Problem
Nothing but a number should be given: the count of lines in the data that include the string "BTreeMap".

[Data records]

use std::collections::{BTreeMap, BTreeSet};

use regex::{Regex, RegexBuilder};

use crate::error::Result;
use crate::models::{FinancialMetrics, MetricCategory};

pub const MAX_SNIPPETS_PER_CATEGORY: usize = 3;

/// Regex-table extraction of revenue, user, growth and funding mentions.
pub struct FinancialMetricExtractor {
    patterns: Vec<(MetricCategory, Vec<Regex>)>,
}

impl FinancialMetricExtractor {
    pub fn new(table: &BTreeMap<MetricCategory, Vec<String>>) -> Result<Self> {
        let patterns = table
            .iter()
            .map(|(category, sources)| -> Result<(MetricCategory, Vec<Regex>)> {
                let compiled = sources
                    .iter()
                    .map(|p| RegexBuilder::new(p).case_insensitive(true).build())
                    .collect::<std::result::Result<Vec<_>, _>>()?;
                Ok((*category, compiled))
            })
            .collect::<Result<Vec<_>>>()?;

        Ok(Self { patterns })
    }

    /// Pooled, deduplicated matches per category, at most three each.
    /// Snippets are returned in lexicographic order.
    pub fn extract(&self, text: &str) -> FinancialMetrics {
        let mut metrics = FinancialMetrics::empty();

        for (category, regexes) in &self.patterns {
            let snippets: BTreeSet<String> = regexes
                .iter()
                .flat_map(|re| re.find_iter(text))
                .map(|m| m.as_str().trim().to_string())
                .filter(|s| !s.is_empty())
                .collect();

            let snippets: Vec<String> = snippets
                .into_iter()
                .take(MAX_SNIPPETS_PER_CATEGORY)
                .collect();

            if !snippets.is_empty() {
                tracing::debug!("Found {} {} metric(s)", snippets.len(), category);
            }
            metrics.set(*category, snippets);
        }

        metrics
    }
}

#[cfg(test)]
mod tests {
    use super::*;
    use crate::models::Rubric;

    fn extractor() -> FinancialMetricExtractor {
        FinancialMetricExtractor::new(&Rubric::embedded().unwrap().financial_patterns).unwrap()
    }

    #[test]
    fn test_empty_text_has_no_metrics() {
        let metrics = extractor().extract("");
        for category in MetricCategory::ALL {
            assert!(metrics.get(category).is_empty());
        }
        assert!(!metrics.any_found());
    }

    #[test]
    fn test_funding_mention() {
        let metrics = extractor().extract(
            "We have raised $2M in funding from top VCs. Our solution solves the biggest problem in logistics.",
        );
        assert_eq!(metrics.get(MetricCategory::Funding), ["raised $2M"]);
        assert!(metrics.get(MetricCategory::Revenue).is_empty());
        assert!(metrics.get(MetricCategory::Users).is_empty());
        assert!(metrics.get(MetricCategory::Growth).is_empty());
    }

    #[test]
    fn test_value_before_and_after_keyword() {
        let metrics = extractor().extract("2,500 users signed up. Growth of 15% each month.");
        assert_eq!(metrics.get(MetricCategory::Users), ["2,500 users"]);
        assert_eq!(metrics.get(MetricCategory::Growth), ["Growth of 15%"]);
    }

    #[test]
    fn test_decimal_figures_do_not_end_the_sentence() {
        let metrics = extractor().extract("Sales reached 1.5x plan at $3M this year.");
        assert_eq!(
            metrics.get(MetricCategory::Revenue),
            ["Sales reached 1.5x plan at $3M"]
        );
    }

    #[test]
    fn test_keyword_and_figure_in_different_sentences() {
        let metrics = extractor().extract("Our revenue is growing. We raised $2M in funding.");
        assert!(metrics.get(MetricCategory::Revenue).is_empty());
        assert_eq!(metrics.get(MetricCategory::Funding), ["raised $2M"]);
    }

    #[test]
    fn test_case_insensitive_revenue() {
        let metrics = extractor().extract("We booked $180K REVENUE last year.");
        let revenue = metrics.get(MetricCategory::Revenue);
        assert!(revenue.iter().any(|s| s == "$180K REVENUE"), "{:?}", revenue);
    }

    #[test]
    fn test_snippets_are_unique_and_capped() {
        let text = "10 users. 10 users. 20 users. 30 users. 40 users. 50 customers.";
        let metrics = extractor().extract(text);
        let users = metrics.get(MetricCategory::Users);
        assert_eq!(users.len(), MAX_SNIPPETS_PER_CATEGORY);
        let unique: BTreeSet<_> = users.iter().collect();
        assert_eq!(unique.len(), users.len());
    }

    #[test]
    fn test_custom_pattern_table() {
        let mut table = BTreeMap::new();
        table.insert(MetricCategory::Growth, vec![r"\d+x growth".to_string()]);
        let extractor = FinancialMetricExtractor::new(&table).unwrap();
        let metrics = extractor.extract("We saw 3x GROWTH.");
        assert_eq!(metrics.get(MetricCategory::Growth), ["3x GROWTH"]);
        assert!(metrics.get(MetricCategory::Funding).is_empty());
    }

    #[test]
    fn test_invalid_pattern_is_rejected() {
        let mut table = BTreeMap::new();
        table.insert(MetricCategory::Revenue, vec!["(unclosed".to_string()]);
        assert!(FinancialMetricExtractor::new(&table).is_err());
    }
}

Exercise output
4